- **Try it**
Write the entries below again, precisely as they appear.

- **Dataset records**
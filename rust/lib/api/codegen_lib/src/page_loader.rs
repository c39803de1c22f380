//! Per-page resources loader modules for a whole project.

use std::collections::HashMap;

use anyhow::{Result, bail};
use sitegen_ir::Project;
use sitegen_ir::path_pattern::{Modifier, PathToken, tokenize_pathname_pattern};
use tracing::debug;

use crate::resources::{LoaderOptions, build_resources_loader, loader_scope};
use crate::render::render_module;

pub struct ResourcesLoaderGenerator {
    pub options: LoaderOptions,
}

impl crate::Codegen for ResourcesLoaderGenerator {
    fn generate(&self, project: &Project) -> Result<crate::GeneratedCode> {
        let mut files = Vec::new();
        let mut owners: HashMap<String, &str> = HashMap::new();

        for page in &project.pages {
            let data_sources = project.page_data_sources(page);
            let mut scope = loader_scope();
            let module = build_resources_loader(
                &mut scope,
                page,
                &data_sources,
                &project.resources,
                &self.options,
            );
            let path = format!("$resources.{}.ts", route_file_name(&page.path));
            if let Some(owner) = owners.insert(path.clone(), &page.id) {
                bail!(
                    "pages {} and {} both generate {}",
                    owner,
                    page.id,
                    path
                );
            }
            debug!("page {} -> {}", page.id, path);
            files.push(crate::GeneratedFile {
                path,
                content: render_module(&module),
            });
        }

        Ok(crate::GeneratedCode { files })
    }

    fn language(&self) -> &str {
        "typescript-resources-loader"
    }
}

/// Remix flat-route file name for a page path.
///
/// `/` → `_index`, `/blog/:slug` → `blog.$slug`, `/:lang?/about` →
/// `($lang).about`, `/docs/*` → `docs.$`.
pub fn route_file_name(path: &str) -> String {
    let segments: Vec<String> = tokenize_pathname_pattern(path)
        .into_iter()
        .map(|token| match token {
            PathToken::Static(segment) => {
                if segment.contains(['.', '$', '(', ')', '[', ']']) {
                    format!("[{}]", segment)
                } else {
                    segment
                }
            }
            PathToken::Param { name, modifier } => match modifier {
                Modifier::Required => format!("${}", name),
                Modifier::Optional => format!("(${})", name),
                Modifier::ZeroOrMore => "$".to_string(),
            },
            PathToken::Wildcard(_) => "$".to_string(),
        })
        .collect();

    if segments.is_empty() {
        return "_index".to_string();
    }
    segments.join(".")
}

- **Exercise solution**
filename rust/lib/api/codegen_lib/src/page_loader.rs
repository c39803de1c22f380
//! Per-page resources loader modules for a whole project.

use std::collections::HashMap;

use anyhow::{Result, bail};
use sitegen_ir::Project;
use sitegen_ir::path_pattern::{Modifier, PathToken, tokenize_pathname_pattern};
use tracing::debug;

use crate::resources::{LoaderOptions, build_resources_loader, loader_scope};
use crate::render::render_module;

pub struct ResourcesLoaderGenerator {
    pub options: LoaderOptions,
}

impl crate::Codegen for ResourcesLoaderGenerator {
    fn generate(&self, project: &Project) -> Result<crate::GeneratedCode> {
        let mut files = Vec::new();
        let mut owners: HashMap<String, &str> = HashMap::new();

        for page in &project.pages {
            let data_sources = project.page_data_sources(page);
            let mut scope = loader_scope();
            let module = build_resources_loader(
                &mut scope,
                page,
                &data_sources,
                &project.resources,
                &self.options,
            );
            let path = format!("$resources.{}.ts", route_file_name(&page.path));
            if let Some(owner) = owners.insert(path.clone(), &page.id) {
                bail!(
                    "pages {} and {} both generate {}",
                    owner,
                    page.id,
                    path
                );
            }
            debug!("page {} -> {}", page.id, path);
            files.push(crate::GeneratedFile {
                path,
                content: render_module(&module),
            });
        }

        Ok(crate::GeneratedCode { files })
    }

    fn language(&self) -> &str {
        "typescript-resources-loader"
    }
}

/// Remix flat-route file name for a page path.
///
/// `/` → `_index`, `/blog/:slug` → `blog.$slug`, `/:lang?/about` →
/// `($lang).about`, `/docs/*` → `docs.$`.
pub fn route_file_name(path: &str) -> String {
    let segments: Vec<String> = tokenize_pathname_pattern(path)
        .into_iter()
        .map(|token| match token {
            PathToken::Static(segment) => {
                if segment.contains(['.', '$', '(', ')', '[', ']']) {
                    format!("[{}]", segment)
                } else {
                    segment
                }
            }
            PathToken::Param { name, modifier } => match modifier {
                Modifier::Required => format!("${}", name),
                Modifier::Optional => format!("(${})", name),
                Modifier::ZeroOrMore => "$".to_string(),
            },
            PathToken::Wildcard(_) => "$".to_string(),
        })
        .collect();

    if segments.is_empty() {
        return "_index".to_string();
    }
    segments.join(".")
}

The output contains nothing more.